Blake flicked his eyes away, stared at a space an inch above her head with a twinge like guilt. “Do you feel better?”
She nodded. “Much.”
There didn’t seem to be any more to say. Blake shuffled his feet, found something interesting on the floor to focus his attention on for an awkward moment, then simply turned and walked away towards the living room.
10.
Connie came hobbling from the bedroom wearing a dress that hung to her knees and a mismatched sweater against the coolness of the night. Her hair was wet, combed out so that it hung black and shimmering down her back. She wore no makeup and Blake saw that her lips were the pale pink color of coral, her face squarish so that her features created a vulnerable and tender kind of beauty. He watched her sag onto the sofa, her injured leg still painful enough that she grimaced, before he sat down carefully beside her.
He ran his hand lightly across her knee, felt the swelling, and then rested her leg across his lap. The skin was abraded, but most of the damage was obviously internal. He wrapped the injury gently with a pressure bandage so that her leg was stiff and unmoving.
He set her leg down and then asked her to stand.
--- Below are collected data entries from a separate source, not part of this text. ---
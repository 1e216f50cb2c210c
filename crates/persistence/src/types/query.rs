//! Item search, sort and pagination types.
//!
//! Both adapters translate these into native queries. The semantics they must
//! agree on:
//!
//! - exact match on type, floor, room and zone
//! - case-insensitive substring match on name and store place
//! - empty filter values are ignored
//! - records with a missing sort key sort after every present value, in both
//!   directions
//! - ties are broken by `ItemID` ascending
//! - `skip` and `limit` of zero mean "no bound"

use serde::{Deserialize, Serialize};

use super::item::ItemField;

/// Predicates for item listing and counting.
#[derive(Debug, Clone, Default, PartialEq, Eq, Serialize, Deserialize)]
pub struct ItemFilter {
    /// Case-insensitive substring of `ItemName`.
    #[serde(default, skip_serializing_if = "Option::is_none")]
    pub name_contains: Option<String>,

    /// Case-insensitive substring of `ItemStorePlace`.
    #[serde(default, skip_serializing_if = "Option::is_none")]
    pub store_place_contains: Option<String>,

    #[serde(default, skip_serializing_if = "Option::is_none")]
    pub item_type: Option<String>,

    #[serde(default, skip_serializing_if = "Option::is_none")]
    pub floor: Option<String>,

    #[serde(default, skip_serializing_if = "Option::is_none")]
    pub room: Option<String>,

    #[serde(default, skip_serializing_if = "Option::is_none")]
    pub zone: Option<String>,
}

/// How a single filter field is compared.
#[derive(Debug, Clone, Copy, PartialEq, Eq)]
pub enum MatchKind {
    Exact,
    ContainsIgnoreCase,
}

impl ItemFilter {
    /// Creates an empty filter that matches every item.
    pub fn new() -> Self {
        Self::default()
    }

    pub fn name_contains(mut self, value: impl Into<String>) -> Self {
        self.name_contains = Some(value.into());
        self
    }

    pub fn store_place_contains(mut self, value: impl Into<String>) -> Self {
        self.store_place_contains = Some(value.into());
        self
    }

    pub fn item_type(mut self, value: impl Into<String>) -> Self {
        self.item_type = Some(value.into());
        self
    }

    pub fn floor(mut self, value: impl Into<String>) -> Self {
        self.floor = Some(value.into());
        self
    }

    pub fn room(mut self, value: impl Into<String>) -> Self {
        self.room = Some(value.into());
        self
    }

    pub fn zone(mut self, value: impl Into<String>) -> Self {
        self.zone = Some(value.into());
        self
    }

    /// Returns the active predicates, skipping unset and empty values.
    pub fn predicates(&self) -> Vec<(ItemField, MatchKind, &str)> {
        let candidates = [
            (ItemField::Name, MatchKind::ContainsIgnoreCase, &self.name_contains),
            (
                ItemField::StorePlace,
                MatchKind::ContainsIgnoreCase,
                &self.store_place_contains,
            ),
            (ItemField::ItemType, MatchKind::Exact, &self.item_type),
            (ItemField::Floor, MatchKind::Exact, &self.floor),
            (ItemField::Room, MatchKind::Exact, &self.room),
            (ItemField::Zone, MatchKind::Exact, &self.zone),
        ];

        candidates
            .into_iter()
            .filter_map(|(field, kind, value)| match value.as_deref() {
                Some(v) if !v.is_empty() => Some((field, kind, v)),
                _ => None,
            })
            .collect()
    }
}

/// Sort direction.
#[derive(Debug, Clone, Copy, Default, PartialEq, Eq, Serialize, Deserialize)]
#[serde(rename_all = "lowercase")]
pub enum SortDirection {
    #[default]
    Ascending,
    Descending,
}

/// Fields an item listing can be sorted on.
#[derive(Debug, Clone, Copy, PartialEq, Eq, Serialize, Deserialize)]
#[serde(rename_all = "snake_case")]
pub enum ItemSortField {
    Name,
    WarrantyExpiry,
    UsageExpiry,
}

impl ItemSortField {
    /// The item field this sort key reads.
    pub fn field(&self) -> ItemField {
        match self {
            ItemSortField::Name => ItemField::Name,
            ItemSortField::WarrantyExpiry => ItemField::WarrantyExpiry,
            ItemSortField::UsageExpiry => ItemField::UsageExpiry,
        }
    }
}

/// A sort key and direction.
#[derive(Debug, Clone, Copy, PartialEq, Eq, Serialize, Deserialize)]
pub struct ItemSort {
    pub field: ItemSortField,
    #[serde(default)]
    pub direction: SortDirection,
}

impl ItemSort {
    pub fn ascending(field: ItemSortField) -> Self {
        Self {
            field,
            direction: SortDirection::Ascending,
        }
    }

    pub fn descending(field: ItemSortField) -> Self {
        Self {
            field,
            direction: SortDirection::Descending,
        }
    }
}

/// A filtered, sorted, offset-paginated item listing request.
#[derive(Debug, Clone, Default, PartialEq, Eq, Serialize, Deserialize)]
pub struct ItemQuery {
    #[serde(default)]
    pub filter: ItemFilter,
    #[serde(default)]
    pub sort: Option<ItemSort>,
    /// Records to skip; zero means none.
    #[serde(default)]
    pub skip: u64,
    /// Maximum records to return; zero means no limit.
    #[serde(default)]
    pub limit: u64,
}

impl ItemQuery {
    /// Creates a query for every item in `ItemID` order.
    pub fn new() -> Self {
        Self::default()
    }

    pub fn with_filter(mut self, filter: ItemFilter) -> Self {
        self.filter = filter;
        self
    }

    pub fn with_sort(mut self, sort: ItemSort) -> Self {
        self.sort = Some(sort);
        self
    }

    /// Sets offset pagination.
    pub fn with_page(mut self, skip: u64, limit: u64) -> Self {
        self.skip = skip;
        self.limit = limit;
        self
    }
}

/// Distinct location values currently used by items.
#[derive(Debug, Clone, Default, PartialEq, Eq, Serialize, Deserialize)]
pub struct LocationChoices {
    pub floors: Vec<String>,
    pub rooms: Vec<String>,
    pub zones: Vec<String>,
}

/// Item counts used by the dashboard.
#[derive(Debug, Clone, Copy, Default, PartialEq, Eq, Serialize, Deserialize)]
pub struct ItemStats {
    pub total: u64,
    pub with_photo: u64,
    pub with_location: u64,
    pub with_type: u64,
}
//! Element-level mutation of array-valued fields.
//!
//! The document store mutates arrays with native atomic operators; the
//! relational store keeps them in JSON columns and rewrites the column inside
//! an immediate transaction. [`ArrayFieldOps`] hides that difference so the
//! facades never encode backend-specific mutation logic.

use async_trait::async_trait;
use serde_json::Value;

use crate::error::StorageResult;

/// Which aggregate owns an array field.
#[derive(Debug, Clone, Copy, PartialEq, Eq)]
pub enum ArrayOwner {
    /// Keyed by `ItemID`.
    Item,
    /// Keyed by username.
    User,
}

/// Array-valued fields that support element-level mutation.
#[derive(Debug, Clone, Copy, PartialEq, Eq, Hash)]
pub enum ArrayField {
    /// User ids on an item.
    Favorites,
    /// `{id, type}` links on an item.
    RelatedItems,
    /// Append-only `{date, from_location, to_location}` records on an item.
    MoveHistory,
    /// Bounded login events on a user.
    LoginHistory,
}

impl ArrayField {
    pub fn owner(&self) -> ArrayOwner {
        match self {
            ArrayField::Favorites | ArrayField::RelatedItems | ArrayField::MoveHistory => {
                ArrayOwner::Item
            }
            ArrayField::LoginHistory => ArrayOwner::User,
        }
    }

    /// Field name in documents; also the relational column name.
    pub fn name(&self) -> &'static str {
        match self {
            ArrayField::Favorites => "favorites",
            ArrayField::RelatedItems => "related_items",
            ArrayField::MoveHistory => "move_history",
            ArrayField::LoginHistory => "login_history",
        }
    }
}

impl std::fmt::Display for ArrayField {
    fn fmt(&self, f: &mut std::fmt::Formatter<'_>) -> std::fmt::Result {
        write!(f, "{}", self.name())
    }
}

/// Selects array elements to remove.
#[derive(Debug, Clone, PartialEq)]
pub enum ArrayMatch {
    /// Elements matching the value; objects match on the fields they name.
    Value(Value),
    /// Object elements whose `name` field equals `value`.
    Field { name: String, value: Value },
}

impl ArrayMatch {
    pub fn field(name: impl Into<String>, value: impl Into<Value>) -> Self {
        ArrayMatch::Field {
            name: name.into(),
            value: value.into(),
        }
    }

    /// Returns true if `element` is selected.
    pub fn matches(&self, element: &Value) -> bool {
        match self {
            ArrayMatch::Value(needle) => element_matches(element, needle),
            ArrayMatch::Field { name, value } => element.get(name) == Some(value),
        }
    }
}

/// Outcome of an array mutation.
#[derive(Debug, Clone, Copy, PartialEq, Eq)]
pub enum ArrayUpdate {
    /// The array was modified.
    Changed,
    /// The owner exists but the array already had the requested shape.
    Unchanged,
    /// No owner record with that key.
    NotFound,
}

impl ArrayUpdate {
    pub fn changed(&self) -> bool {
        matches!(self, ArrayUpdate::Changed)
    }

    /// Returns true unless the owner was missing.
    pub fn found(&self) -> bool {
        !matches!(self, ArrayUpdate::NotFound)
    }
}

/// Equality used for set semantics on array elements.
///
/// An object needle matches any object element carrying the same values for
/// every field the needle names; other needles use plain equality.
pub fn element_matches(element: &Value, needle: &Value) -> bool {
    match (element, needle) {
        (Value::Object(element), Value::Object(needle)) => needle
            .iter()
            .all(|(key, value)| element.get(key) == Some(value)),
        _ => element == needle,
    }
}

/// Element-level array mutation, implemented once per adapter.
///
/// `key` is the owner's business key: `ItemID` for item fields, username for
/// user fields.
#[async_trait]
pub trait ArrayFieldOps: Send + Sync {
    /// Appends `value` unless a matching element is already present.
    async fn add_unique(&self, key: &str, field: ArrayField, value: Value)
    -> StorageResult<ArrayUpdate>;

    /// Removes every element selected by `selector`.
    async fn remove(
        &self,
        key: &str,
        field: ArrayField,
        selector: &ArrayMatch,
    ) -> StorageResult<ArrayUpdate>;

    /// Appends `value`, then keeps only the newest `cap` elements.
    ///
    /// `None` never truncates.
    async fn append_bounded(
        &self,
        key: &str,
        field: ArrayField,
        value: Value,
        cap: Option<usize>,
    ) -> StorageResult<ArrayUpdate>;
}
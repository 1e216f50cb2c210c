//! Call-time backend selection.
//!
//! A [`BackendSelector`] never caches what it resolved: every facade call asks
//! again, so reconfiguring between requests takes effect on the next call.

use std::fmt;
use std::sync::Arc;

use parking_lot::RwLock;
use tracing::debug;

use super::backend::BackendKind;

/// Environment variable consulted by [`BackendSelector::from_env`].
pub const DB_TYPE_ENV: &str = "DB_TYPE";

type Resolver = dyn Fn() -> Option<String> + Send + Sync;

/// Resolves the active backend from external configuration.
#[derive(Clone)]
pub struct BackendSelector {
    source: Source,
}

#[derive(Clone)]
enum Source {
    Fixed(BackendKind),
    Env(&'static str),
    Shared(Arc<RwLock<BackendKind>>),
    Custom(Arc<Resolver>),
}

impl BackendSelector {
    /// Reads `DB_TYPE` on every call.
    pub fn from_env() -> Self {
        Self::from_env_var(DB_TYPE_ENV)
    }

    /// Reads the named environment variable on every call.
    pub fn from_env_var(name: &'static str) -> Self {
        Self {
            source: Source::Env(name),
        }
    }

    /// Always resolves to `kind`.
    pub fn fixed(kind: BackendKind) -> Self {
        Self {
            source: Source::Fixed(kind),
        }
    }

    /// Resolves through a caller-supplied configuration lookup.
    ///
    /// The closure returns the raw configuration value, which is parsed the
    /// same way as the environment variable.
    pub fn from_fn<F>(f: F) -> Self
    where
        F: Fn() -> Option<String> + Send + Sync + 'static,
    {
        Self {
            source: Source::Custom(Arc::new(f)),
        }
    }

    /// Returns a selector that can be switched at runtime, and its switch.
    pub fn switchable(initial: BackendKind) -> (Self, BackendSwitch) {
        let cell = Arc::new(RwLock::new(initial));
        (
            Self {
                source: Source::Shared(Arc::clone(&cell)),
            },
            BackendSwitch(cell),
        )
    }

    /// Returns the backend to use for this call.
    pub fn resolve(&self) -> BackendKind {
        match &self.source {
            Source::Fixed(kind) => *kind,
            Source::Shared(cell) => *cell.read(),
            Source::Env(name) => parse_or_default(std::env::var(name).ok().as_deref()),
            Source::Custom(f) => parse_or_default(f().as_deref()),
        }
    }
}

impl Default for BackendSelector {
    fn default() -> Self {
        Self::from_env()
    }
}

impl fmt::Debug for BackendSelector {
    fn fmt(&self, f: &mut fmt::Formatter<'_>) -> fmt::Result {
        let source = match &self.source {
            Source::Fixed(kind) => format!("fixed({kind})"),
            Source::Env(name) => format!("env({name})"),
            Source::Shared(cell) => format!("shared({})", *cell.read()),
            Source::Custom(_) => "custom".to_string(),
        };
        f.debug_struct("BackendSelector").field("source", &source).finish()
    }
}

/// Handle that switches a selector created by [`BackendSelector::switchable`].
#[derive(Debug, Clone)]
pub struct BackendSwitch(Arc<RwLock<BackendKind>>);

impl BackendSwitch {
    pub fn set(&self, kind: BackendKind) {
        *self.0.write() = kind;
    }

    pub fn get(&self) -> BackendKind {
        *self.0.read()
    }
}

fn parse_or_default(raw: Option<&str>) -> BackendKind {
    match raw.map(str::parse::<BackendKind>) {
        Some(Ok(kind)) => kind,
        Some(Err(reason)) => {
            debug!(%reason, default = %BackendKind::DEFAULT, "falling back to default backend");
            BackendKind::DEFAULT
        }
        None => BackendKind::DEFAULT,
    }
}
//! Audit log facade.

use std::sync::Arc;

use crate::core::LogStore;
use crate::error::StorageResult;
use crate::types::{LogEntry, LogFilter};

use super::Dispatch;

/// Append-only audit log.
#[derive(Debug, Clone)]
pub struct LogRepository {
    dispatch: Arc<Dispatch>,
}

impl LogRepository {
    pub(crate) fn new(dispatch: Arc<Dispatch>) -> Self {
        Self { dispatch }
    }

    /// Stores an entry and returns its id.
    pub async fn append(&self, entry: &LogEntry) -> StorageResult<String> {
        self.dispatch.backend()?.append_log(entry).await
    }

    /// Entries newest first. A `limit` of zero returns everything after
    /// `skip`.
    pub async fn list(&self, filter: &LogFilter, limit: u64, skip: u64) -> StorageResult<Vec<LogEntry>> {
        self.dispatch.backend()?.list_logs(filter, limit, skip).await
    }

    pub async fn count(&self, filter: &LogFilter) -> StorageResult<u64> {
        self.dispatch.backend()?.count_logs(filter).await
    }

    /// The newest entries about one item.
    pub async fn for_item(&self, item_id: &str, limit: u64) -> StorageResult<Vec<LogEntry>> {
        self.list(&LogFilter::new().item_id(item_id), limit, 0).await
    }
}
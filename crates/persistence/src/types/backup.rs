//! Backup and restore records.

use chrono::{DateTime, Utc};
use serde::{Deserialize, Serialize};

use super::catalog::NewLocation;
use super::item::Item;

/// How restored records interact with existing ones sharing a natural key.
#[derive(Debug, Clone, Copy, Default, PartialEq, Eq, Serialize, Deserialize, clap::ValueEnum)]
#[serde(rename_all = "lowercase")]
pub enum RestoreMode {
    /// Update in place when present, insert otherwise.
    #[default]
    Merge,
    /// Delete the existing record, then insert.
    Replace,
}

impl std::fmt::Display for RestoreMode {
    fn fmt(&self, f: &mut std::fmt::Formatter<'_>) -> std::fmt::Result {
        match self {
            RestoreMode::Merge => write!(f, "merge"),
            RestoreMode::Replace => write!(f, "replace"),
        }
    }
}

/// A backend-neutral snapshot of items and reference data.
///
/// Backend ids are not included; a backup taken from one backend restores
/// into the other.
#[derive(Debug, Clone, PartialEq, Serialize, Deserialize)]
pub struct Backup {
    pub created_at: DateTime<Utc>,
    #[serde(default)]
    pub items: Vec<Item>,
    /// Type names.
    #[serde(default)]
    pub types: Vec<String>,
    #[serde(default)]
    pub locations: Vec<NewLocation>,
}

/// Records written by a restore, per aggregate.
#[derive(Debug, Clone, Copy, Default, PartialEq, Eq, Serialize, Deserialize)]
pub struct RestoreReport {
    pub items: usize,
    pub types: usize,
    pub locations: usize,
}

impl RestoreReport {
    pub fn total(&self) -> usize {
        self.items + self.types + self.locations
    }
}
“I’m not a doctor,” he said. “This might just help to support your weight and allow you to drive to medical attention. With luck the swelling will go down overnight.”
Connie got to her feet and took a couple of rigid steps with her jaw clamped. The pain was less – a dull throbbing ache. She eased herself back onto the sofa and thanked him with her eyes and smile.
She was sitting disconcertingly close to him, Blake could feel their thighs touching and the press of her through the stuff of her dress and the denim of his jeans seemed to burn like fire. He was unnerved. He leaped to his feet and went to the kitchen, called over his shoulder to her as he went.